Feed Is for the Birds
By far the most common use of spent brewers grain is as animal feed, primarily for cattle, but also for pigs, goats, fish and just about any other livestock. In a 2003 survey of 45 breweries, 38 said their spent grain was used as animal feed, mostly for beef cattle and dairy cows. Some brewers, like Allagash, Deschutes, and Kalamazoo claim to fetch a small price for their grains, but most breweries give it away for free, which is certainly better than paying waste disposal fees. But cattle feed is neither economically nor ecologically the most efficient use of spent grain.

AVBC Compost
(Anderson Valley Brewing Company collecting spent grain.)

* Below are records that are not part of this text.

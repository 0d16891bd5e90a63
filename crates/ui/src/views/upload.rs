use dioxus::prelude::*;

use super::state::ViewState;
use crate::vm::{LessonIntent, UploadVm};

#[component]
pub fn UploadPage(
    vm: UploadVm,
    query: String,
    results: ViewState<Vec<String>>,
    on_search: EventHandler<String>,
    on_intent: EventHandler<LessonIntent>,
) -> Element {
    rsx! {
        div { class: "upload-page",
            h1 { class: "brand", "scholora.ai" }

            div { class: "upload-panels",
                form {
                    class: "upload-card",
                    onsubmit: move |evt: FormEvent| {
                        evt.prevent_default();
                        on_intent.call(LessonIntent::SubmitArtifact);
                    },
                    h2 { "Upload PDF File" }
                    button {
                        class: "choose-file",
                        r#type: "button",
                        disabled: vm.processing,
                        onclick: move |_| on_intent.call(LessonIntent::PickFile),
                        "Choose File"
                    }
                    p { class: "chosen-file",
                        match vm.uploaded_name.clone() {
                            Some(name) => rsx! { "{name}" },
                            None => rsx! { "No file chosen" },
                        }
                    }
                    button {
                        id: "upload-submit",
                        class: "upload-submit",
                        r#type: "submit",
                        disabled: vm.processing,
                        if vm.processing {
                            span { class: "spinner" }
                        } else {
                            "Upload"
                        }
                    }
                }

                div { class: "search-card",
                    h2 { "Search for Papers" }
                    input {
                        id: "paper-search",
                        r#type: "text",
                        placeholder: "Type to search...",
                        value: "{query}",
                        disabled: vm.processing,
                        oninput: move |evt| on_search.call(evt.value()),
                    }
                    if !query.trim().is_empty() {
                        SearchResults { results, on_intent }
                    }
                }
            }

            if let Some(name) = vm.selected_name.clone() {
                div { class: "preview-card",
                    h2 { "File Preview:" }
                    p { class: "preview-name", "{name}" }
                    if let Some(src) = vm.preview.clone() {
                        embed {
                            src: "{src}",
                            r#type: "application/pdf",
                            width: "100%",
                            height: "500px",
                        }
                    }
                }
            }
        }
    }
}

#[component]
fn SearchResults(results: ViewState<Vec<String>>, on_intent: EventHandler<LessonIntent>) -> Element {
    match results {
        ViewState::Idle => rsx! {},
        ViewState::Loading => rsx! { p { class: "search-status", "Searching..." } },
        ViewState::Error(err) => rsx! { p { class: "search-status", "{err.message()}" } },
        ViewState::Ready(titles) if titles.is_empty() => rsx! {
            p { class: "search-status", "No matching papers." }
        },
        ViewState::Ready(titles) => rsx! {
            ul { class: "search-results",
                for title in titles {
                    SearchResult { key: "{title}", title: title.clone(), on_intent }
                }
            }
        },
    }
}

#[component]
fn SearchResult(title: String, on_intent: EventHandler<LessonIntent>) -> Element {
    let selected = title.clone();
    rsx! {
        li {
            class: "search-result",
            onclick: move |_| on_intent.call(LessonIntent::SelectTitle(selected.clone())),
            "{title}"
        }
    }
}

Cattle require as much as 20 pounds of grain per pound of beef, and need 2,600 gallons of water to produce a single serving. A new United Nations study (Livestock’s Long Shadow, December, 2006) surveys the ecological damage done by livestock, including sheep, chickens, pigs, goats and cattle. According to the report, the world’s rapidly growing herds of cattle are the greatest threat to the climate, forests, and wildlife, and cause a host of other problems too, from acid rain to the introduction of alien species, from producing deserts to creating dead zones in the oceans, from poisoning rivers and drinking water to destroying coral reefs. The world’s 1.5 billion cattle produce 18 per cent of the greenhouse gases that cause global warming. Fuel to produce fertilizer to grow feed, to produce meat and to transport it - and clearing vegetation for grazing - produces 9 per cent of all emissions of carbon dioxide, the most common greenhouse gas. Oh, and boy do they stink – cow flatulence and manure emit more than one third of emissions of methane, which warms the world 20 times faster than carbon dioxide.

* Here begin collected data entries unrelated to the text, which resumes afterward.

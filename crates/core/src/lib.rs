#![forbid(unsafe_code)]

pub mod error;
pub mod model;
pub mod reducer;
pub mod time;

pub use error::Error;
pub use reducer::{LessonEffect, LessonEvent, Update, reduce};
pub use time::Clock;
use std::sync::Arc;

use storage::catalog::Catalog;

use crate::error::LessonError;

/// Search over the paper catalog for the upload page.
#[derive(Clone)]
pub struct CatalogService {
    catalog: Arc<dyn Catalog>,
}

impl CatalogService {
    #[must_use]
    pub fn new(catalog: Arc<dyn Catalog>) -> Self {
        Self { catalog }
    }

    /// Titles matching the search box.
    ///
    /// A blank box shows no results rather than the whole catalog.
    ///
    /// # Errors
    ///
    /// Returns `LessonError::Storage` if the catalog cannot be read.
    pub async fn search(&self, query: &str) -> Result<Vec<String>, LessonError> {
        let query = query.trim();
        if query.is_empty() {
            return Ok(Vec::new());
        }
        Ok(self.catalog.search(query).await?)
    }
}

As usual though, small brewers are among those at the vanguard of a trend that is addressing these problems. Many brewpubs now feature the very meat that was raised on the brewery’s spent grain, often times raised according to organic methods of husbandry, thereby supporting local sustainability and limiting some of the environmental woes caused by global, industrial livestock. But while reciprocity between local brewers and cattle farmers may be better than sending grains to landfill, there are still plenty of good reasons to seek more efficient and creative ways to reuse brewers draff.

Compost Is the Most
According to the International Soil Conservation Organization, 65% of the world’s soil is degraded. Directly staunching the causes of topsoil loss (poor agriculture and forestry practices) may be difficult for brewers, but compost is an effective and accessible way they can help revive soil health. Schlafly Beer in St. Louis used money from a Missouri Department of Natural Resources grant to research various uses for spent grain and found that compost was the best option. Another grant, from the County Solid Waste department, got their compost system up and running. A local vendor packages and sells most of the finished product, and a portion is also used on the brewery’s own half-acre kitchen garden.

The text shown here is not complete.